### Exercise goal
From the line containing "fn set_label(&mut self, label: &str);" down to the line containing "pub fn new()" in the records below, reproduce every line exactly, ends included, and omit all others.

Dataset entries:
= Beginning of Section =

use std::net::IpAddr;
use std::path::{Path, PathBuf};

use bytes::Bytes;
use futures_util::{Stream, StreamExt};
use log::{debug, error, info};
use reqwest::Url;
use tokio_util::io::ReaderStream;

use crate::config::ViewerConfig;
use crate::error::ViewerError;
use crate::format::{inspect_header, FormatVersion, ModelHeader};
use crate::progress::{DownloadProgress, LoadStatus};

/// Upper bound on the buffer reserved from a declared content length. Larger
/// bodies grow as chunks arrive.
const MAX_PREALLOCATION: usize = 64 * 1024 * 1024;

/// Where a model's bytes come from.
#[derive(Debug, Clone, PartialEq, Eq)]
pub enum ModelSource {
    Http(Url),
    File(PathBuf),
}

impl ModelSource {
    /// Accepts `http(s)://` and `file://` URLs or a plain path.
    pub fn parse(location: &str) -> Self {
        match Url::parse(location) {
            Ok(url) if url.scheme() == "http" || url.scheme() == "https" => ModelSource::Http(url),
            Ok(url) if url.scheme() == "file" => match url.to_file_path() {
                Ok(path) => ModelSource::File(path),
                Err(()) => ModelSource::File(PathBuf::from(location)),
            },
            _ => ModelSource::File(PathBuf::from(location)),
        }
    }

    /// Resolves `path` against this source's location, as a page would
    /// resolve a relative link.
    pub fn join(&self, path: &str) -> Self {
        if let Ok(url) = Url::parse(path) {
            if url.scheme().len() > 1 {
                return ModelSource::parse(path);
            }
        }

        match self {
            ModelSource::Http(base) => match base.join(path) {
                Ok(url) => ModelSource::Http(url),
                Err(_) => ModelSource::File(PathBuf::from(path)),
            },
            ModelSource::File(base) => ModelSource::File(base.join(path)),
        }
    }
}

impl std::fmt::Display for ModelSource {
    fn fmt(&self, f: &mut std::fmt::Formatter<'_>) -> std::fmt::Result {
        match self {
            ModelSource::Http(url) => write!(f, "{}", url),
            ModelSource::File(path) => write!(f, "{}", path.display()),
        }
    }
}

/// Downloaded model bytes together with the header that decided the loader.
#[derive(Debug, Clone)]
pub struct FetchedModel {
    pub bytes: Vec<u8>,
    pub header: ModelHeader,
}

impl FetchedModel {
    pub fn version(&self) -> FormatVersion {
        self.header.version
    }
}

/// Appends every chunk of `stream` in arrival order and reports download
/// progress against `total`.
pub async fn read_body<S, E>(
    stream: S,
    total: Option<u64>,
    ceiling: u8,
    status: &mut dyn LoadStatus,
) -> Result<Vec<u8>, ViewerError>
where
    S: Stream<Item = Result<Bytes, E>>,
    ViewerError: From<E>,
{
    let mut stream = std::pin::pin!(stream);
    let mut progress = DownloadProgress::new(total);
    let reserve = progress
        .total_bytes
        .map_or(0, |total| usize::try_from(total).unwrap_or(usize::MAX))
        .min(MAX_PREALLOCATION);
    let mut body = Vec::with_capacity(reserve);

    if progress.total_bytes.is_none() {
        status.set_progress(None);
    }

    while let Some(chunk) = stream.next().await {
        let chunk = chunk?;
        body.extend_from_slice(&chunk);
        progress.add_chunk(chunk.len());

        status.set_label("Downloading object ...");
        if let Some(percent) = progress.percent(ceiling) {
            status.set_progress(Some(percent));
        }

        debug!(
            "Received {} of {:?} bytes",
            progress.received_bytes, progress.total_bytes
        );
    }

    Ok(body)
}

fn is_loopback(url: &Url) -> bool {
    match url.host_str() {
        Some("localhost") => true,
        Some(host) => host
            .trim_start_matches('[')
            .trim_end_matches(']')
            .parse::<IpAddr>()
            .is_ok_and(|addr| addr.is_loopback()),
        None => false,
    }
}

async fn fetch_http(
    url: &Url,
    config: &ViewerConfig,
    status: &mut dyn LoadStatus,
) -> Result<Vec<u8>, ViewerError> {
    let mut builder = reqwest::Client::builder();
    if is_loopback(url) {
        builder = builder.no_proxy();
    }
    let client = builder.build()?;
    let response = client.get(url.clone()).send().await?;

    if !response.status().is_success() {
        return Err(ViewerError::Network {
            status: response.status().as_u16(),
        });
    }

    let total = response.content_length();
    read_body(
        response.bytes_stream(),
        total,
        config.download_phase_ceiling,
        status,
    )
    .await
}

async fn fetch_file(
    path: &Path,
    config: &ViewerConfig,
    status: &mut dyn LoadStatus,
) -> Result<Vec<u8>, ViewerError> {
    let file = tokio::fs::File::open(path).await?;
    let total = file.metadata().await?.len();
    let stream = ReaderStream::with_capacity(file, config.chunk_size.max(1));

    read_body(stream, Some(total), config.download_phase_ceiling, status).await
}

async fn fetch_bytes(
    source: &ModelSource,
    config: &ViewerConfig,
    status: &mut dyn LoadStatus,
) -> Result<Vec<u8>, ViewerError> {
    match source {
        ModelSource::Http(url) => fetch_http(url, config, status).await,
        ModelSource::File(path) => fetch_file(path, config, status).await,
    }
}

async fn fetch_and_inspect(
    source: &ModelSource,
    config: &ViewerConfig,
    status: &mut dyn LoadStatus,
) -> Result<FetchedModel, ViewerError> {
    let bytes = fetch_bytes(source, config, status).await?;
    let header = inspect_header(&bytes)?;
    Ok(FetchedModel { bytes, header })
}

/// Downloads a model and detects its glTF version. Failures are written to
/// the status label before being returned.
pub async fn fetch_model(
    source: &ModelSource,
    config: &ViewerConfig,
    status: &mut dyn LoadStatus,
) -> Result<FetchedModel, ViewerError> {
    info!("Fetching model from {}", source);

    match fetch_and_inspect(source, config, status).await {
        Ok(model) => {
            status.set_label(match model.version() {
                FormatVersion::Legacy => "Reading object as glTF v.1 ...",
                FormatVersion::Current => "Reading object as glTF v.2 ...",
            });
            info!(
                "Fetched {} bytes, detected {}",
                model.bytes.len(),
                model.version()
            );
            Ok(model)
        }
        Err(err) => {
            error!("{}", err);
            status.set_label(&err.status_message());
            Err(err)
        }
    }
}
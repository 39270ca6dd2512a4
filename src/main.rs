use std::path::PathBuf;

use anyhow::{Context, Result};
use clap::Parser;
use itertools::Itertools;
use reqwest::Url;

use objectviewer::catalog::ModelCatalog;
use objectviewer::progress::{LoadStatus, LogStatus};
use objectviewer::routing::{ModelConfig, ViewerRoute};
use objectviewer::units::{GridPlane, UnitScale};
use objectviewer::{ModelSource, ViewerConfig, ViewerSession};

#[derive(Parser, Debug)]
#[command(name = "objectviewer")]
#[command(about = "Load a glTF 1/2 museum object, frame it and report its measurements")]
struct Cli {
    /// Model file path or URL. Bypasses the catalog.
    source: Option<String>,

    /// Model metadata table (models.json)
    #[arg(long)]
    catalog: Option<PathBuf>,

    /// 1-based model number in the catalog
    #[arg(long)]
    model: Option<usize>,

    /// Viewer page URL whose query selects the model, e.g. viewer.html?model=2&debug=true
    #[arg(long)]
    page: Option<Url>,

    /// Directory or URL that catalog paths are relative to. Defaults to the catalog's directory.
    #[arg(long)]
    base: Option<String>,

    /// Print box size and clip planes
    #[arg(long)]
    debug: bool,

    /// Override the model's unit (mm, cm, m, in, ft, yd)
    #[arg(long)]
    scale: Option<String>,

    /// Unit to display measurements in. Defaults to the model's unit.
    #[arg(long)]
    unit: Option<String>,

    /// Share of the progress value reserved for the download
    #[arg(long, default_value_t = 75)]
    download_ceiling: u8,

    /// Vertical field of view in degrees
    #[arg(long, default_value_t = 35.0)]
    fov: f32,

    #[arg(long, default_value_t = 10)]
    grid_divisions: u32,

    /// Reject glTF 2 files that need Draco mesh decompression
    #[arg(long)]
    no_compressed_geometry: bool,

    /// Print catalog links for this viewer page and exit
    #[arg(long)]
    links: Option<String>,

    /// Limit --links to one institution
    #[arg(long, requires = "links")]
    institution: Option<String>,
}

impl Cli {
    fn route(&self) -> ViewerRoute {
        let mut route = self
            .page
            .as_ref()
            .map(ViewerRoute::from_url)
            .unwrap_or_default();

        if self.model.is_some() {
            route.model = self.model;
        }
        route.debug |= self.debug;
        if let Some(scale) = &self.scale {
            route.scale = Some(UnitScale::parse_or_unknown(scale));
        }

        route
    }

    fn viewer_config(&self) -> ViewerConfig {
        ViewerConfig {
            field_of_view: self.fov,
            grid_divisions: self.grid_divisions,
            compressed_geometry: !self.no_compressed_geometry,
            ..ViewerConfig::default()
        }
        .with_download_phase_ceiling(self.download_ceiling)
    }

    fn model_config(&self, route: &ViewerRoute) -> Result<ModelConfig> {
        if let Some(source) = &self.source {
            return Ok(ModelConfig::direct(ModelSource::parse(source), route));
        }

        let catalog_path = self
            .catalog
            .as_ref()
            .context("Pass a model file or --catalog")?;
        let catalog = ModelCatalog::from_path(catalog_path)?;

        let base = match &self.base {
            Some(base) => ModelSource::parse(base),
            None => ModelSource::File(
                catalog_path
                    .parent()
                    .map(PathBuf::from)
                    .unwrap_or_default(),
            ),
        };

        Ok(ModelConfig::resolve(&catalog, route, &base)?)
    }
}

fn print_links(catalog: &ModelCatalog, page: &str, institution: Option<&str>) {
    for link in catalog.links(page, institution) {
        println!("{}\t{}\t{}", link.name, link.href, link.debug_href);
    }
}

fn print_session(session: &ViewerSession, display_unit: UnitScale) {
    let metadata = &session.model.metadata;
    println!("{}", metadata.name);
    if !metadata.institution.is_empty() {
        println!("{}", metadata.institution);
    }

    let header = &session.header;
    print!("format: {}", session.version());
    if let Some(generator) = &header.generator {
        print!(" ({})", generator);
    }
    println!();
    if !header.extensions_required.is_empty() {
        println!("requires: {}", header.extensions_required.iter().join(", "));
    }
    if let Some(dimensions) = &metadata.dimensions {
        println!("catalog dimensions: {}", dimensions);
    }

    match session
        .measurements
        .as_ref()
        .and_then(|measurements| measurements.display(display_unit))
    {
        Some(displayed) => println!("{}", displayed),
        None => println!("measurements: unavailable (unknown unit)"),
    }

    if session.model.debug {
        println!("{}", session.debug_report());
        let floor = session.grid(GridPlane::Horizontal);
        println!(
            "floor grid:  {} x {:.3} at {:?}",
            floor.divisions,
            floor.cell_size(),
            floor.position
        );
        println!("camera eye:  {:?}", session.camera.eye);
    }
}

#[tokio::main(flavor = "current_thread")]
async fn main() -> Result<()> {
    pretty_env_logger::formatted_builder()
        .filter_level(log::LevelFilter::Info)
        .parse_default_env()
        .init();

    let cli = Cli::parse();

    if let Some(page) = &cli.links {
        let catalog_path = cli.catalog.as_ref().context("--links needs --catalog")?;
        let catalog = ModelCatalog::from_path(catalog_path)?;
        print_links(&catalog, page, cli.institution.as_deref());
        return Ok(());
    }

    let mut status = LogStatus::new();
    let route = cli.route();
    let model = match cli.model_config(&route) {
        Ok(model) => model,
        Err(err) => {
            status.set_label(&err.to_string());
            return Err(err);
        }
    };

    let session = ViewerSession::open(model, cli.viewer_config(), &mut status)
        .await
        .context("Failed to open model")?;

    let display_unit = cli
        .unit
        .as_deref()
        .map(UnitScale::parse_or_unknown)
        .unwrap_or_else(|| session.default_display_unit());

    print_session(&session, display_unit);

    Ok(())
}
use log::{debug, info};

/// Receives the single status label and the 0-100 progress value.
pub trait LoadStatus {
    fn set_label(&mut self, label: &str);

    /// `None` means the progress cannot be computed and an indeterminate
    /// indicator should be shown.
    fn set_progress(&mut self, percent: Option<u8>);
}

/// Writes status changes to the log.
#[derive(Debug, Default)]
pub struct LogStatus {
    label: String,
    progress: Option<u8>,
}

impl LogStatus {
    pub fn new() -> Self {
        Self::default()
    }

    pub fn label(&self) -> &str {
        &self.label
    }

    pub fn progress(&self) -> Option<u8> {
        self.progress
    }
}

impl LoadStatus for LogStatus {
    fn set_label(&mut self, label: &str) {
        if self.label != label {
            info!("{}", label);
            self.label = label.to_string();
        }
    }

    fn set_progress(&mut self, percent: Option<u8>) {
        if self.progress != percent {
            match percent {
                Some(percent) => debug!("Progress: {}%", percent),
                None => debug!("Progress: indeterminate"),
            }
            self.progress = percent;
        }
    }
}

#[derive(Debug, Clone, Copy, PartialEq, Eq, Default)]
pub struct DownloadProgress {
    pub received_bytes: u64,
    pub total_bytes: Option<u64>,
}

impl DownloadProgress {
    /// A zero content length is treated as unknown.
    pub fn new(total_bytes: Option<u64>) -> Self {
        Self {
            received_bytes: 0,
            total_bytes: total_bytes.filter(|total| *total > 0),
        }
    }

    pub fn add_chunk(&mut self, len: usize) {
        self.received_bytes += len as u64;
    }

    pub fn fraction(&self) -> Option<f64> {
        self.total_bytes
            .map(|total| (self.received_bytes as f64 / total as f64).min(1.0))
    }

    /// Download share of the combined progress value, never above `ceiling`.
    pub fn percent(&self, ceiling: u8) -> Option<u8> {
        self.fraction()
            .map(|fraction| (fraction * ceiling as f64).round().min(ceiling as f64) as u8)
    }
}

/// Combined progress value while loading `loaded` of `total` resources after
/// the download phase.
pub fn resource_percent(loaded: usize, total: usize, ceiling: u8) -> u8 {
    let remaining = 100 - ceiling.min(100) as u32;
    let share = if total == 0 {
        remaining
    } else {
        ((loaded.min(total) as f64 / total as f64) * remaining as f64).round() as u32
    };

    (ceiling as u32 + share).min(100) as u8
}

= End of Section =

### Response box
    fn set_label(&mut self, label: &str);

    /// `None` means the progress cannot be computed and an indeterminate
    /// indicator should be shown.
    fn set_progress(&mut self, percent: Option<u8>);
}

/// Writes status changes to the log.
#[derive(Debug, Default)]
pub struct LogStatus {
    label: String,
    progress: Option<u8>,
}

impl LogStatus {
    pub fn new() -> Self {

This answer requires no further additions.